Walaupun agenda-agenda tersebut tidak atau belum diterima oleh beberapa kalangan termasuk mahkamah agung dan presiden, kecurigaan dan kekhawatiran terhadap politik identitas AKP tidak mampu tertutupi oleh prestasi cemerlang Gul sebagai menteri luar negeri.
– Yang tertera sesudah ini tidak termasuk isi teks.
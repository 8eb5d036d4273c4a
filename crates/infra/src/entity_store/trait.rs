use std::collections::BTreeSet;
use std::sync::Arc;

use chrono::{DateTime, Utc};
use serde::{Deserialize, Serialize};

use bouncer_core::{Ability, AbilityId, AbilityKey, ModelKey, Role, RoleId, StoreResult};

/// Something that owns relation rows: a subject or a role.
#[derive(Debug, Clone, PartialEq, Eq, Hash, Serialize, Deserialize)]
#[serde(tag = "type", content = "value", rename_all = "snake_case")]
pub enum Owner {
    Subject(ModelKey),
    Role(RoleId),
}

impl core::fmt::Display for Owner {
    fn fmt(&self, f: &mut core::fmt::Formatter<'_>) -> core::fmt::Result {
        match self {
            Owner::Subject(key) => write!(f, "subject {key}"),
            Owner::Role(id) => write!(f, "role {id}"),
        }
    }
}

/// Relation sets held by an owner.
///
/// Row targets are raw ids: role ids for [`Relation::Roles`], ability ids
/// otherwise.
#[derive(Debug, Copy, Clone, PartialEq, Eq, Hash, Serialize, Deserialize)]
#[serde(rename_all = "snake_case")]
pub enum Relation {
    /// Subject → Role assignments. Not defined for role owners.
    Roles,
    /// Allowed abilities.
    Abilities,
    /// Forbidden abilities.
    ForbiddenAbilities,
}

/// One stored relation row.
#[derive(Debug, Clone, PartialEq, Eq, Serialize, Deserialize)]
pub struct RelationEntry {
    pub target: u64,
    pub attached_at: DateTime<Utc>,
}

/// Outcome of a relation sync: which targets were attached and detached.
///
/// Targets present before and after are not listed and their rows are left
/// untouched.
#[derive(Debug, Clone, Default, PartialEq, Eq, Serialize, Deserialize)]
pub struct SyncChanges {
    pub attached: Vec<u64>,
    pub detached: Vec<u64>,
}

impl SyncChanges {
    pub fn is_empty(&self) -> bool {
        self.attached.is_empty() && self.detached.is_empty()
    }
}

/// Durable storage for roles, abilities and relation sets.
///
/// ## Uniqueness
///
/// `create_role` and `create_ability` must enforce uniqueness of the role name
/// and of the ability key and report a duplicate with
/// [`StoreError::Conflict`](bouncer_core::StoreError::Conflict). Callers
/// resolve lookup-or-create races by retrying the lookup on conflict, so the
/// constraint has to live in the store (processes share the store, not memory).
///
/// ## Relation writes
///
/// `attach`, `detach` and `sync_relation` are each atomic: a reader never
/// observes a partially applied batch, and a failing call leaves the previous
/// set intact. `attach` of an already present target keeps the existing row.
///
/// Implementations must reject relation targets that do not exist and the
/// `Roles` relation on role owners with
/// [`StoreError::InvalidRelation`](bouncer_core::StoreError::InvalidRelation).
pub trait EntityStore: Send + Sync {
    fn find_role(&self, id: RoleId) -> StoreResult<Option<Role>>;

    fn find_role_by_name(&self, name: &str) -> StoreResult<Option<Role>>;

    fn create_role(&self, name: &str, title: Option<&str>) -> StoreResult<Role>;

    fn find_ability(&self, id: AbilityId) -> StoreResult<Option<Ability>>;

    fn find_ability_by_key(&self, key: &AbilityKey) -> StoreResult<Option<Ability>>;

    fn create_ability(&self, key: &AbilityKey, title: Option<&str>) -> StoreResult<Ability>;

    /// Current rows of one relation set, ordered by target id.
    fn related(&self, owner: &Owner, relation: Relation) -> StoreResult<Vec<RelationEntry>>;

    /// Add targets to a relation set; returns how many rows were new.
    fn attach(&self, owner: &Owner, relation: Relation, targets: &[u64]) -> StoreResult<usize>;

    /// Remove targets from a relation set; returns how many rows existed.
    fn detach(&self, owner: &Owner, relation: Relation, targets: &[u64]) -> StoreResult<usize>;

    /// Replace a relation set with exactly `targets` in one transaction.
    fn sync_relation(
        &self,
        owner: &Owner,
        relation: Relation,
        targets: &BTreeSet<u64>,
    ) -> StoreResult<SyncChanges>;

    /// Subjects currently assigned `role`.
    fn subjects_with_role(&self, role: RoleId) -> StoreResult<Vec<ModelKey>>;
}

impl<S> EntityStore for Arc<S>
where
    S: EntityStore + ?Sized,
{
    fn find_role(&self, id: RoleId) -> StoreResult<Option<Role>> {
        (**self).find_role(id)
    }

    fn find_role_by_name(&self, name: &str) -> StoreResult<Option<Role>> {
        (**self).find_role_by_name(name)
    }

    fn create_role(&self, name: &str, title: Option<&str>) -> StoreResult<Role> {
        (**self).create_role(name, title)
    }

    fn find_ability(&self, id: AbilityId) -> StoreResult<Option<Ability>> {
        (**self).find_ability(id)
    }

    fn find_ability_by_key(&self, key: &AbilityKey) -> StoreResult<Option<Ability>> {
        (**self).find_ability_by_key(key)
    }

    fn create_ability(&self, key: &AbilityKey, title: Option<&str>) -> StoreResult<Ability> {
        (**self).create_ability(key, title)
    }

    fn related(&self, owner: &Owner, relation: Relation) -> StoreResult<Vec<RelationEntry>> {
        (**self).related(owner, relation)
    }

    fn attach(&self, owner: &Owner, relation: Relation, targets: &[u64]) -> StoreResult<usize> {
        (**self).attach(owner, relation, targets)
    }

    fn detach(&self, owner: &Owner, relation: Relation, targets: &[u64]) -> StoreResult<usize> {
        (**self).detach(owner, relation, targets)
    }

    fn sync_relation(
        &self,
        owner: &Owner,
        relation: Relation,
        targets: &BTreeSet<u64>,
    ) -> StoreResult<SyncChanges> {
        (**self).sync_relation(owner, relation, targets)
    }

    fn subjects_with_role(&self, role: RoleId) -> StoreResult<Vec<ModelKey>> {
        (**self).subjects_with_role(role)
    }
}
//! References accepted wherever a role, an ability or an authority is expected.
//!
//! Callers can pass ids, names, loaded entities or `(name, target)` pairs
//! interchangeably; each is converted into one of the tagged unions below and
//! resolved through a single dispatch function.

use bouncer_core::{Ability, AbilityId, ModelKey, Role, RoleId, Target};

/// Reference to an ability.
#[derive(Debug, Clone, PartialEq, Eq)]
pub enum AbilityRef {
    /// Lookup by id; never creates.
    Id(AbilityId),
    /// Bare ability by name; created if absent.
    Name(String),
    /// Ability scoped to a model class or instance; created if absent.
    Scoped { name: String, target: Target },
    /// Already loaded; used as-is.
    Entity(Ability),
}

impl From<AbilityId> for AbilityRef {
    fn from(id: AbilityId) -> Self {
        AbilityRef::Id(id)
    }
}

impl From<&str> for AbilityRef {
    fn from(name: &str) -> Self {
        AbilityRef::Name(name.to_string())
    }
}

impl From<String> for AbilityRef {
    fn from(name: String) -> Self {
        AbilityRef::Name(name)
    }
}

impl From<Ability> for AbilityRef {
    fn from(ability: Ability) -> Self {
        AbilityRef::Entity(ability)
    }
}

impl From<&Ability> for AbilityRef {
    fn from(ability: &Ability) -> Self {
        AbilityRef::Entity(ability.clone())
    }
}

impl From<(&str, Target)> for AbilityRef {
    fn from((name, target): (&str, Target)) -> Self {
        AbilityRef::Scoped {
            name: name.to_string(),
            target,
        }
    }
}

impl From<(&str, &ModelKey)> for AbilityRef {
    fn from((name, model): (&str, &ModelKey)) -> Self {
        AbilityRef::Scoped {
            name: name.to_string(),
            target: Target::Instance(model.clone()),
        }
    }
}

impl core::fmt::Display for AbilityRef {
    fn fmt(&self, f: &mut core::fmt::Formatter<'_>) -> core::fmt::Result {
        match self {
            AbilityRef::Id(id) => write!(f, "ability #{id}"),
            AbilityRef::Name(name) => write!(f, "ability '{name}'"),
            AbilityRef::Scoped { name, target } => match target {
                Target::Class(kind) => write!(f, "ability '{name}' on {kind}"),
                Target::Instance(model) => write!(f, "ability '{name}' on {model}"),
            },
            AbilityRef::Entity(ability) => write!(f, "ability '{}'", ability.key()),
        }
    }
}

/// Reference to a role.
#[derive(Debug, Clone, PartialEq, Eq)]
pub enum RoleRef {
    Id(RoleId),
    Name(String),
    Entity(Role),
}

impl From<RoleId> for RoleRef {
    fn from(id: RoleId) -> Self {
        RoleRef::Id(id)
    }
}

impl From<&str> for RoleRef {
    fn from(name: &str) -> Self {
        RoleRef::Name(name.to_string())
    }
}

impl From<String> for RoleRef {
    fn from(name: String) -> Self {
        RoleRef::Name(name)
    }
}

impl From<Role> for RoleRef {
    fn from(role: Role) -> Self {
        RoleRef::Entity(role)
    }
}

impl From<&Role> for RoleRef {
    fn from(role: &Role) -> Self {
        RoleRef::Entity(role.clone())
    }
}

impl core::fmt::Display for RoleRef {
    fn fmt(&self, f: &mut core::fmt::Formatter<'_>) -> core::fmt::Result {
        match self {
            RoleRef::Id(id) => write!(f, "role #{id}"),
            RoleRef::Name(name) => write!(f, "role '{name}'"),
            RoleRef::Entity(role) => write!(f, "role '{}'", role.name),
        }
    }
}

/// Anything that can hold ability grants: a subject or a role.
///
/// Strings name roles, mirroring `allow("admin")`.
#[derive(Debug, Clone, PartialEq, Eq)]
pub enum AuthorityRef {
    Subject(ModelKey),
    Role(RoleRef),
}

impl From<&ModelKey> for AuthorityRef {
    fn from(subject: &ModelKey) -> Self {
        AuthorityRef::Subject(subject.clone())
    }
}

impl From<ModelKey> for AuthorityRef {
    fn from(subject: ModelKey) -> Self {
        AuthorityRef::Subject(subject)
    }
}

impl From<RoleRef> for AuthorityRef {
    fn from(role: RoleRef) -> Self {
        AuthorityRef::Role(role)
    }
}

macro_rules! authority_from_role {
    ($($t:ty),*) => {
        $(
            impl From<$t> for AuthorityRef {
                fn from(role: $t) -> Self {
                    AuthorityRef::Role(role.into())
                }
            }
        )*
    };
}

authority_from_role!(RoleId, &str, String, Role, &Role);

impl core::fmt::Display for AuthorityRef {
    fn fmt(&self, f: &mut core::fmt::Formatter<'_>) -> core::fmt::Result {
        match self {
            AuthorityRef::Subject(key) => write!(f, "subject {key}"),
            AuthorityRef::Role(role) => core::fmt::Display::fmt(role, f),
        }
    }
}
Sosok Gul belum cukup meyakinkan sebagai figur yang menerima sekularisme secara substansial dan pengajuannya sebagai presiden memantik kembali penolakan atas segala politik identitas dalam demokrasi di samping ketidakrelaan mereka memiliki first lady yang memakai kerudung.

Aktivitas politik kalangan Islam berbentuk partai politik dalam sistem demokrasi masih menyisakan friksi yang belum terpecahkan, yaitu penerimaan atas politik identitas Islam walaupun atas nama representasi dan apresiasi pemilih. Secara prosedural, demokrasi masih mampu mengakomodasi hal itu, namun secara ideologis masih terdapat ganjalan terhadap munculnya politik Islam melalui jalur demokrasi itu, paling tidak oleh para pendukung sekularisme total seperti ditunjukkan di Turki. Pada tahap ini, tampaknya moderasi politik belum mampu menjadi obat mujarab untuk mengatasi ketegangan antara demokrasi dan politik moderasi dari ideologi yang dianggap 'alien' terhadapnya.